Marc: So would the idea then be to tie this into like, okay, I want to run it on AWS on EC2. So I tie it into an auto scaling group and I have like kind of two different signals because auto scaling groups on AWS take a little bit longer to spin up. So they're like, there's a couple kind of ready. Because then you can actually spin up the workloads within 10 milliseconds as the bursting of traffic starts coming in.

Felipe: Yeah, that's right. So you could have some sort of base one or two or three EC2 instances, and within that you get a big, big multiplier. Right? Because you can bin pack a lot of things, as I was saying. But if you happen to get a massive spike that totally overruns even that big multiplier, yeah, within, let's say, 10, 20 seconds, you can spin up a fleet of more EC2 instances with a platform on it, and then you get orders of magnitude more capacity in a few seconds in that case, where you get a massive, unexpected spike.

Marc: And you said that I can define that workload basically in a standard Docker file? It's not like a custom proprietary format or anything right now?

Felipe: No, they're literally Docker files.
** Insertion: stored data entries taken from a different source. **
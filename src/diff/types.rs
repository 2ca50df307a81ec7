// src/diff/types.rs
// Type definitions for diff segments

use serde::{Deserialize, Serialize};

/// Path used when a patch carries no `diff --git` header
pub const UNKNOWN_PATH: &str = "(unknown)";

/// One file's slice of a unified diff.
///
/// `preamble` holds everything before the first `@@` line (the `diff --git`
/// header, mode/index lines, `---`/`+++`), `hunks` holds each hunk verbatim
/// including its `@@` line, and `trailer` holds context appended after the
/// hunks (used by file-history mode). Rendering the three in order
/// reproduces the original block.
#[derive(Debug, Clone, PartialEq, Eq, Serialize, Deserialize)]
pub struct DiffFileSegment {
    pub path: String,
    pub old_path: Option<String>,
    #[serde(default)]
    pub preamble: Vec<String>,
    pub hunks: Vec<String>,
    #[serde(default)]
    pub trailer: Vec<String>,
    #[serde(default)]
    pub is_generated: bool,
}

impl DiffFileSegment {
    pub fn new(path: impl Into<String>) -> Self {
        Self {
            path: path.into(),
            old_path: None,
            preamble: Vec::new(),
            hunks: Vec::new(),
            trailer: Vec::new(),
            is_generated: false,
        }
    }

    /// Render the segment back to diff text, newline-terminated
    pub fn render(&self) -> String {
        let mut out = String::with_capacity(self.size_hint());
        for line in &self.preamble {
            out.push_str(line);
            out.push('\n');
        }
        for hunk in &self.hunks {
            out.push_str(hunk);
            if !hunk.ends_with('\n') {
                out.push('\n');
            }
        }
        for line in &self.trailer {
            out.push_str(line);
            out.push('\n');
        }
        out
    }

    /// Approximate size in bytes of the rendered segment
    pub fn size_bytes(&self) -> usize {
        self.render().len()
    }

    fn size_hint(&self) -> usize {
        self.preamble.iter().map(|l| l.len() + 1).sum::<usize>()
            + self.hunks.iter().map(|h| h.len() + 1).sum::<usize>()
            + self.trailer.iter().map(|l| l.len() + 1).sum::<usize>()
    }

    /// File name component of the path
    pub fn file_name(&self) -> &str {
        self.path.rsplit('/').next().unwrap_or(&self.path)
    }

    /// Added lines (without the leading `+`) of the first hunk, up to `limit`
    /// body lines into the hunk
    pub fn first_hunk_added_lines(&self, limit: usize) -> Vec<&str> {
        let Some(first) = self.hunks.first() else {
            return Vec::new();
        };
        first
            .lines()
            .skip(1) // @@ header
            .take(limit)
            .filter(|l| l.starts_with('+') && !l.starts_with("+++"))
            .map(|l| &l[1..])
            .collect()
    }
}
// src/lib.rs
// pr-council: multi-model pull request review

pub mod config;
pub mod diff;
pub mod error;
pub mod llm;
pub mod pipeline;

pub use error::{CouncilError, Result};
pub use pipeline::{ReviewOutcome, ReviewPipeline, ReviewSettings};
//! Conversion of a subtree into a nested [`Mapping`].

use std::collections::btree_map;

use crate::core::{Mapping, NodeValue};
use crate::vfs::node::{Arena, NodeId, NodeKind};

/// A directory whose mapping is still being filled.
struct Frame<'a> {
    name: &'a str,
    entries: btree_map::Iter<'a, String, NodeId>,
    mapping: Mapping,
}

/// Serializes the children of directory `dir`.
///
/// Each subdirectory becomes a nested mapping and each file its content string.
/// A subdirectory is attached to its parent once all of its own entries are in.
pub fn to_mapping(arena: &Arena, dir: NodeId) -> Mapping {
    let node = arena.get(dir);
    let Some(children) = node.children() else {
        return Mapping::new();
    };

    let mut frames = vec![Frame {
        name: node.name(),
        entries: children.iter(),
        mapping: Mapping::new(),
    }];
    while let Some(frame) = frames.last_mut() {
        if let Some((name, &child)) = frame.entries.next() {
            match arena.get(child).kind() {
                NodeKind::File { content } => {
                    frame
                        .mapping
                        .insert(name.clone(), NodeValue::Content(content.clone()));
                }
                NodeKind::Directory { children } => frames.push(Frame {
                    name: name.as_str(),
                    entries: children.iter(),
                    mapping: Mapping::new(),
                }),
            }
            continue;
        }

        let Some(done) = frames.pop() else { break };
        match frames.last_mut() {
            Some(parent) => {
                parent
                    .mapping
                    .insert(done.name.to_string(), NodeValue::Directory(done.mapping));
            }
            None => return done.mapping,
        }
    }
    Mapping::new()
}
Yes. And what we do is, of course, as I said, it doesn't make sense to deploy a container when you go to deploy it, because you'd be putting a container inside a VM, and so that's inefficient. So what we do for the Docker file is we treat it as a recipe.

We have a look at it to extract the file system, the binary that you want to run, and then we automatically turn that into a file system and a virtual machine only in OCI format. So to the outside world, it looks and cracks and breathes like a container, or in Kubernetes world, like a pod, but under the hood, it's actually a microVM.
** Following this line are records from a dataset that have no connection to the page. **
//! Walking the tree along a path.

use tracing::trace;

use crate::core::path::{self, Anchor, PathPrefix};
use crate::core::{FsError, Result};
use crate::vfs::node::{Arena, NodeId};

/// What a path points at when it may name either kind of node.
#[derive(Debug, Clone, PartialEq, Eq)]
pub enum Located {
    /// A file, identified by its directory and its name there.
    File { parent: NodeId, name: String },
    Directory(NodeId),
}

/// Resolves `path` to a directory, starting at `start` for relative paths.
///
/// Fails with `DirectoryNotFound` when a segment is absent and with
/// `NotADirectory` when a segment names a file.
pub fn resolve_directory(arena: &Arena, path: &str, start: NodeId) -> Result<NodeId> {
    let prefix = path::resolve(path)?;
    let mut node = anchor_node(arena, &prefix, start);

    for segment in prefix.segments() {
        node = match step(arena, node, segment) {
            Some(child) if arena.get(child).is_dir() => child,
            Some(_) => return Err(FsError::not_a_directory(segment)),
            None => return Err(FsError::dir_not_found(segment)),
        };
    }

    trace!(path, dir = %arena.full_path(node), "resolved directory");
    Ok(node)
}

/// Resolves `path` to either a file or a directory.
///
/// Only the last segment may name a file. A missing last segment is reported
/// as `NotFound`, a missing intermediate one as `DirectoryNotFound`.
pub fn locate(arena: &Arena, path: &str, start: NodeId) -> Result<Located> {
    let prefix = path::resolve(path)?;
    let mut node = anchor_node(arena, &prefix, start);

    let segments = prefix.segments();
    let last = segments.len().saturating_sub(1);
    for (i, segment) in segments.iter().copied().enumerate() {
        match step(arena, node, segment) {
            Some(child) if arena.get(child).is_dir() => node = child,
            Some(_) if i == last => {
                trace!(path, "located file");
                return Ok(Located::File {
                    parent: node,
                    name: segment.to_string(),
                });
            }
            Some(_) => return Err(FsError::not_a_directory(segment)),
            None if i == last => return Err(FsError::NotFound(path.to_string())),
            None => return Err(FsError::dir_not_found(segment)),
        }
    }

    trace!(path, "located directory");
    Ok(Located::Directory(node))
}

/// Node a path starts from: root or `start`, lifted by the leading `..` hops.
/// Climbing stops at the root.
fn anchor_node(arena: &Arena, prefix: &PathPrefix<'_>, start: NodeId) -> NodeId {
    let mut node = match prefix.anchor {
        Anchor::Root => arena.root(),
        Anchor::Current => start,
    };
    for _ in 0..prefix.ups {
        match arena.get(node).parent() {
            Some(parent) => node = parent,
            None => break,
        }
    }
    node
}

/// One segment down (or up, for `..`) from directory `node`.
fn step(arena: &Arena, node: NodeId, segment: &str) -> Option<NodeId> {
    match segment {
        "." => Some(node),
        ".." => Some(arena.get(node).parent().unwrap_or(node)),
        name => arena.child(node, name),
    }
}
Marc: So you said pod, and maybe this question makes no sense at all. Forgive me, but most of us run Kubernetes to actually schedule and orchestrate all of our containers. So my Kubernetes might have ContainerD or CRI-O or something like this as the runtime. Does this interface with, like, I have EKS to run everything, and I have, you know, auto scaling there for the node groups. I can actually then run the Unikraft technology inside that EKS cluster to have it dynamically create pods and scale up deployments?

Felipe: Yeah, that's right. So we have an integration that's done by a kubelet, which basically makes Unikraft, the platform, pop up as a node. As far as the cluster is concerned, there's just one more node. It just happens that that node can maybe put 100,000 pods on that single node.
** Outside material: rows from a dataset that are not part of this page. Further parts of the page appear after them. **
pub mod error;
pub mod path;
pub mod value;

pub use error::{FsError, Result, Violation};
pub use value::{Mapping, NodeValue};

/// Operations a virtual file system offers to its host (a shell, a test, an API).
///
/// Names passed to `mkdir`, `rmdir`, `rm`, `touch`, `write` and `read` are
/// looked up in the current working directory; everything else takes a path,
/// absolute (`/a/b`) or relative to the current working directory (`../b`).
pub trait FsBackend {
    /// Returns the full path of the current working directory (`/` for root).
    fn pwd(&self) -> String;

    /// Returns the name of the current working directory (empty for root).
    fn cwd_name(&self) -> &str;

    /// Changes the current working directory.
    fn cd(&mut self, path: &str) -> Result<()>;

    /// Lists the names of the children of `path` (or of the cwd when `None`).
    fn ls(&self, path: Option<&str>) -> Result<Vec<String>>;

    /// Checks if `path` names an existing node.
    fn exists(&self, path: &str) -> bool;

    /// Checks if `path` is a directory.
    fn is_dir(&self, path: &str) -> Result<bool>;

    /// Checks if `path` is a regular file.
    fn is_file(&self, path: &str) -> Result<bool>;

    /// Descendant count of a directory, or content length of a file.
    fn size(&self, path: &str) -> Result<usize>;

    /// Creates an empty directory `name` in the cwd.
    fn mkdir(&mut self, name: &str) -> Result<()>;

    /// Removes directory `name` from the cwd. Without `recursive` it must be empty.
    fn rmdir(&mut self, name: &str, recursive: bool) -> Result<()>;

    /// Removes file `name` from the cwd.
    fn rm(&mut self, name: &str) -> Result<()>;

    /// Creates each missing file in the cwd; existing files are left untouched.
    fn touch<I, S>(&mut self, names: I) -> Result<()>
    where
        I: IntoIterator<Item = S>,
        S: AsRef<str>;

    /// Writes a line of `text` to file `name`, creating it if needed.
    fn write(&mut self, name: &str, text: &str, append: bool) -> Result<()>;

    /// Returns the content of file `name`.
    fn read(&self, name: &str) -> Result<String>;

    /// Finds files under `path` whose content contains `pattern`.
    /// `None` means nothing matched.
    fn search(&self, path: &str, pattern: &str, recursive: bool) -> Result<Option<Vec<String>>>;

    /// Copies the file or directory at `src` into the directory `dst`.
    fn cp(&mut self, src: &str, dst: &str, recursive: bool) -> Result<()>;

    /// Moves the file or directory at `src` into the directory `dst`.
    fn mv(&mut self, src: &str, dst: &str, recursive: bool) -> Result<()>;

    /// Serializes the directory at `path` into a nested mapping.
    fn to_mapping(&self, path: &str) -> Result<Mapping>;
}
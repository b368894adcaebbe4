//! Logging setup for hosts of the virtual file system.
//!
//! The library itself only emits `tracing` events; a host (such as the `vfs-shell` binary)
//! calls [`init_logging`] once to install a subscriber that writes them to stderr.

use std::collections::HashMap;

use anyhow::{Context, Result};
use tracing_subscriber::{EnvFilter, Registry, fmt, layer::SubscriberExt, util::SubscriberInitExt};

/// Environment variable holding a full filter directive; it overrides the configured level.
pub const LOG_ENV: &str = "VFS_LOG";

/// Logging configuration
#[derive(Debug, Clone, PartialEq, Eq)]
pub struct LoggingConfig {
    /// Whether logging is enabled (default: true)
    pub enabled: bool,

    /// Log level: trace, debug, info, warn, error, off
    pub level: String,

    /// Enable colored output
    pub color: bool,

    /// Module-specific log levels, e.g. `vfs_tree::shell` => `debug`
    pub modules: HashMap<String, String>,
}

impl Default for LoggingConfig {
    fn default() -> Self {
        Self {
            enabled: true,
            level: "warn".to_string(),
            color: true,
            modules: HashMap::new(),
        }
    }
}

/// Installs the global subscriber.
///
/// Priority order: the `VFS_LOG` environment variable, then `config`. Fails if a subscriber
/// is already installed or a directive does not parse.
pub fn init_logging(config: &LoggingConfig) -> Result<()> {
    if !config.enabled {
        Registry::default()
            .with(EnvFilter::new("off"))
            .try_init()
            .context("failed to install log subscriber")?;
        return Ok(());
    }

    let filter = build_env_filter(config)?;
    Registry::default()
        .with(filter)
        .with(
            fmt::layer()
                .with_target(true)
                .with_ansi(config.color)
                .with_writer(std::io::stderr),
        )
        .try_init()
        .context("failed to install log subscriber")?;
    Ok(())
}

fn build_env_filter(config: &LoggingConfig) -> Result<EnvFilter> {
    match EnvFilter::try_from_env(LOG_ENV) {
        Ok(filter) => Ok(filter),
        Err(_) => filter_from_config(config),
    }
}

/// Filter built from `config` alone: the base level plus one directive per module.
fn filter_from_config(config: &LoggingConfig) -> Result<EnvFilter> {
    let mut filter = EnvFilter::try_new(&config.level)
        .with_context(|| format!("invalid log level: {}", config.level))?;
    for (module, level) in &config.modules {
        let directive = format!("{module}={level}");
        filter = filter.add_directive(
            directive
                .parse()
                .with_context(|| format!("invalid log directive: {directive}"))?,
        );
    }
    Ok(filter)
}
And the one thing that we struggled with for a while was obviously the scheduler in Kubernetes is not millisecond scale. Right? But our platform is millisecond scale, and we didn't want to lose those semantics. So what we ended up doing is you go and deploy pods, and that takes however long it takes. But thereafter, these semantics of scale to zero, where our instances are coming up and down whenever there's no traffic going to them, which happens in milliseconds.

As far as Kubernetes is concerned, the kubelet will report that everything is available and running, because in effect it is. If you send a request, sure, we'll wake it up in time, but it'll reply. Right.

And so what that allows us to do is out of loop from Kubernetes, things will have these millisecond semantics. So you get the best from both worlds, the millisecond semantics of the platform, but in a Kubernetes transparent world.

Marc: That's cool. The first part of that description reminded me of the virtual kubelet, which was like the similar kind of concept about, like, report unlimited capacity and it can schedule anything. But then you're taking it one step further. And when you spin down a pod, you let that kubelet still continue to act like that pod's available, so Kubernetes thinks that can route traffic there. Like DNS, everything there is like, we're good. Like, continue to route traffic there and it's oblivious to the fact that it's actually missing at the other end.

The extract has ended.